[[ MATERIAL SUPPLIED open ]]
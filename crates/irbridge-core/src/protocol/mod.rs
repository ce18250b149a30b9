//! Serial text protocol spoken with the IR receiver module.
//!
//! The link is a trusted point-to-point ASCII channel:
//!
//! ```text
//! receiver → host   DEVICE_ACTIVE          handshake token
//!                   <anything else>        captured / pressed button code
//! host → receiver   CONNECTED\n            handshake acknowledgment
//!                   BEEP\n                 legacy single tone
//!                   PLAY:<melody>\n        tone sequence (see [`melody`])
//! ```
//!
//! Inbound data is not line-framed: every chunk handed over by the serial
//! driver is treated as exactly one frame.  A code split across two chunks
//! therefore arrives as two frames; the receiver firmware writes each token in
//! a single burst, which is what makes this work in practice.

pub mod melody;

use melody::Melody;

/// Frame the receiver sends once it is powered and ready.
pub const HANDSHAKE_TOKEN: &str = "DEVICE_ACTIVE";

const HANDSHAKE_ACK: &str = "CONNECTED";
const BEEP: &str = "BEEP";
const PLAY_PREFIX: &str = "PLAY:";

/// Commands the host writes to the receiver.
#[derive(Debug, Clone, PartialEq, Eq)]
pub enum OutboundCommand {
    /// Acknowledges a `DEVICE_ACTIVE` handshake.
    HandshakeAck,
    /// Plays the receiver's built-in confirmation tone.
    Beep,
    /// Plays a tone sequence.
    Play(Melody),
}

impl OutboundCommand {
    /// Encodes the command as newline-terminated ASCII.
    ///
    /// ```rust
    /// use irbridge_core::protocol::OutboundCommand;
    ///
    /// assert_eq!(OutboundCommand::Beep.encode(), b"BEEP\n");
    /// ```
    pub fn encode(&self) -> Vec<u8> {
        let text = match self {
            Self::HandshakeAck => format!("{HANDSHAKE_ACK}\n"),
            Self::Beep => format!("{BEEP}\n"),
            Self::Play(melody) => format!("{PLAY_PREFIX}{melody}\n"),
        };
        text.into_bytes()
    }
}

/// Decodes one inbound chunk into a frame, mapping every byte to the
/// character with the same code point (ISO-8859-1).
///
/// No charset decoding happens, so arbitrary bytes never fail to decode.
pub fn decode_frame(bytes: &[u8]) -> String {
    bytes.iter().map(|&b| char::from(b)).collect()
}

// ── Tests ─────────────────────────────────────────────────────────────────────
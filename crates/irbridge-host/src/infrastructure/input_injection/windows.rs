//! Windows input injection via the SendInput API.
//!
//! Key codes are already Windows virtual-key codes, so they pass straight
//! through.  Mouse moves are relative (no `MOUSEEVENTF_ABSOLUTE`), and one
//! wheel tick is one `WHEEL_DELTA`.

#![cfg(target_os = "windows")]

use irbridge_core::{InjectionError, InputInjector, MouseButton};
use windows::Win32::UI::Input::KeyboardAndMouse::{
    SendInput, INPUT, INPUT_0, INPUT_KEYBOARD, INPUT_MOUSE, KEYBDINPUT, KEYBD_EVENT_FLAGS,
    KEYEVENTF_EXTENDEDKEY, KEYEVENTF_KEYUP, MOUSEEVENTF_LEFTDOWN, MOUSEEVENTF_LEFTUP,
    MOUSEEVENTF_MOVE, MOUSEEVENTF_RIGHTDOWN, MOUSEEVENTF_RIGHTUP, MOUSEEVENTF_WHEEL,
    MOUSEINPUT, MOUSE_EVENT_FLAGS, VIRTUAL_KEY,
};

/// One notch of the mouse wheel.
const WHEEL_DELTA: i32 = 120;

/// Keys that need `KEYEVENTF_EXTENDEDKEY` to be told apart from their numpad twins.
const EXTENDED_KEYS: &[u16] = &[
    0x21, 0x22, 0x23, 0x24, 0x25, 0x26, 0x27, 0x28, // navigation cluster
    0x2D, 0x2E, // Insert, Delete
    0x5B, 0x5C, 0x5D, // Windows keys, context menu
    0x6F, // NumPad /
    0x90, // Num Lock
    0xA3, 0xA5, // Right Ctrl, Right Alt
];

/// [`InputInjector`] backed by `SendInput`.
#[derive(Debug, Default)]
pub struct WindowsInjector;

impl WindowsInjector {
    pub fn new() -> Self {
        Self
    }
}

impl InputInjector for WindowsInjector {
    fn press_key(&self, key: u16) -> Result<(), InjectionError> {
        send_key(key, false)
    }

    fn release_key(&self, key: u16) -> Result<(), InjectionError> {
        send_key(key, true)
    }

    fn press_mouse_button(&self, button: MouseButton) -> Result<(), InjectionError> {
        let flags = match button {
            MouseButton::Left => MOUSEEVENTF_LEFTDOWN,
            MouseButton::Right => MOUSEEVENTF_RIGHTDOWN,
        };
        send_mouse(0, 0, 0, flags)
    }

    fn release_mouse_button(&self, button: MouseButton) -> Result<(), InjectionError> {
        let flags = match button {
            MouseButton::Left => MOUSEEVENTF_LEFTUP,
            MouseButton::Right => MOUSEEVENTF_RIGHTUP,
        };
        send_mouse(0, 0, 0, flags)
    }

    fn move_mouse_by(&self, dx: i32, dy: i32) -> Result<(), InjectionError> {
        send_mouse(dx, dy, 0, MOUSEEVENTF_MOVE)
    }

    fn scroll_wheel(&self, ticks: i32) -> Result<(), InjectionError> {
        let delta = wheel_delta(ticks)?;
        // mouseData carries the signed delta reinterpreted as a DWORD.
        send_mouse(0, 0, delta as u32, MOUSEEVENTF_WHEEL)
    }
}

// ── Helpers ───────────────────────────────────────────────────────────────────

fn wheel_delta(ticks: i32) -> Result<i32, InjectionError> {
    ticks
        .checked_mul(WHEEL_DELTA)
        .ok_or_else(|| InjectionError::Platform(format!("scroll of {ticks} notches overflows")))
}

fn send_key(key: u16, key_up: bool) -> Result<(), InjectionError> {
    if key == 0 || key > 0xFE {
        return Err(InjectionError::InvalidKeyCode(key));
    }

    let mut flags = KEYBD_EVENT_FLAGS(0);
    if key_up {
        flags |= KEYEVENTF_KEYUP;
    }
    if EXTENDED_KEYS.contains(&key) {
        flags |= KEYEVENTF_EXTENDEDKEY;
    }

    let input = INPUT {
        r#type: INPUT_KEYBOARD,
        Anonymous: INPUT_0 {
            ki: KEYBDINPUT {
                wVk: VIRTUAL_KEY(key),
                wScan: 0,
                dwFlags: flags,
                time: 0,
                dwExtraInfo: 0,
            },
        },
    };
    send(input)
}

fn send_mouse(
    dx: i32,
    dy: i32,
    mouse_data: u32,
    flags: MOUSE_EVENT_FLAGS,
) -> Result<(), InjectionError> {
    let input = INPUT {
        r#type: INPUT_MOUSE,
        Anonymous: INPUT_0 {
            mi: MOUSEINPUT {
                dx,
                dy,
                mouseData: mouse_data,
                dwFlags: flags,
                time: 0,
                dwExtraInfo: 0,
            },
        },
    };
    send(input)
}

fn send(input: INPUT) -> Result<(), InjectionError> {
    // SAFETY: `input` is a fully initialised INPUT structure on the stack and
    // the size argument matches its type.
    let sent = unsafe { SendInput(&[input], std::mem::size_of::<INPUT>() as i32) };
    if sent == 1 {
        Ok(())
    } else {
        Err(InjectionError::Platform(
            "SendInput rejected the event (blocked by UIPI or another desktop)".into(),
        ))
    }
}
[[ MATERIAL SUPPLIED closed ]]
[[ MATERIAL SUPPLIED open ]]
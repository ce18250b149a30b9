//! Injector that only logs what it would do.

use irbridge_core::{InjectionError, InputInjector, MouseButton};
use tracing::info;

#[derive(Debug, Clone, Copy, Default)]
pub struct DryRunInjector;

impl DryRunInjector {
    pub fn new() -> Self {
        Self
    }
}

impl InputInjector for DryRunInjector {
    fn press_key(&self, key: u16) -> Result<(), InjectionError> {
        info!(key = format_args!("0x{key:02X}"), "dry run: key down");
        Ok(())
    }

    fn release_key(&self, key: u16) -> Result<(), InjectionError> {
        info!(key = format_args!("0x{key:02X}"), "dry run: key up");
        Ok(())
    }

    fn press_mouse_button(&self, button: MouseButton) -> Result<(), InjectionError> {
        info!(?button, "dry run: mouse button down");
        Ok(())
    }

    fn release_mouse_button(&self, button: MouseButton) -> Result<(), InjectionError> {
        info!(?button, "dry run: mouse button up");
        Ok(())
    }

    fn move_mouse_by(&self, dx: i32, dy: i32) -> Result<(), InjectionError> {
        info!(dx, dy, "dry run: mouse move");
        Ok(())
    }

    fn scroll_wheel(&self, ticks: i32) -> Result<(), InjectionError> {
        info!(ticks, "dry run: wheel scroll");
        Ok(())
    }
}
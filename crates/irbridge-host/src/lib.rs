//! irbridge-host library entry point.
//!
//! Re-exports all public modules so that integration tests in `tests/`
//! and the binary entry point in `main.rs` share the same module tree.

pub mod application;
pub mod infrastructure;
[[ MATERIAL SUPPLIED closed ]]
**WORK INSTRUCTION**: Return every line of the material in which the word "what" is found.

**RESULT FOR THIS EXERCISE**:
//! a single burst, which is what makes this work in practice.
//! Injector that only logs what it would do.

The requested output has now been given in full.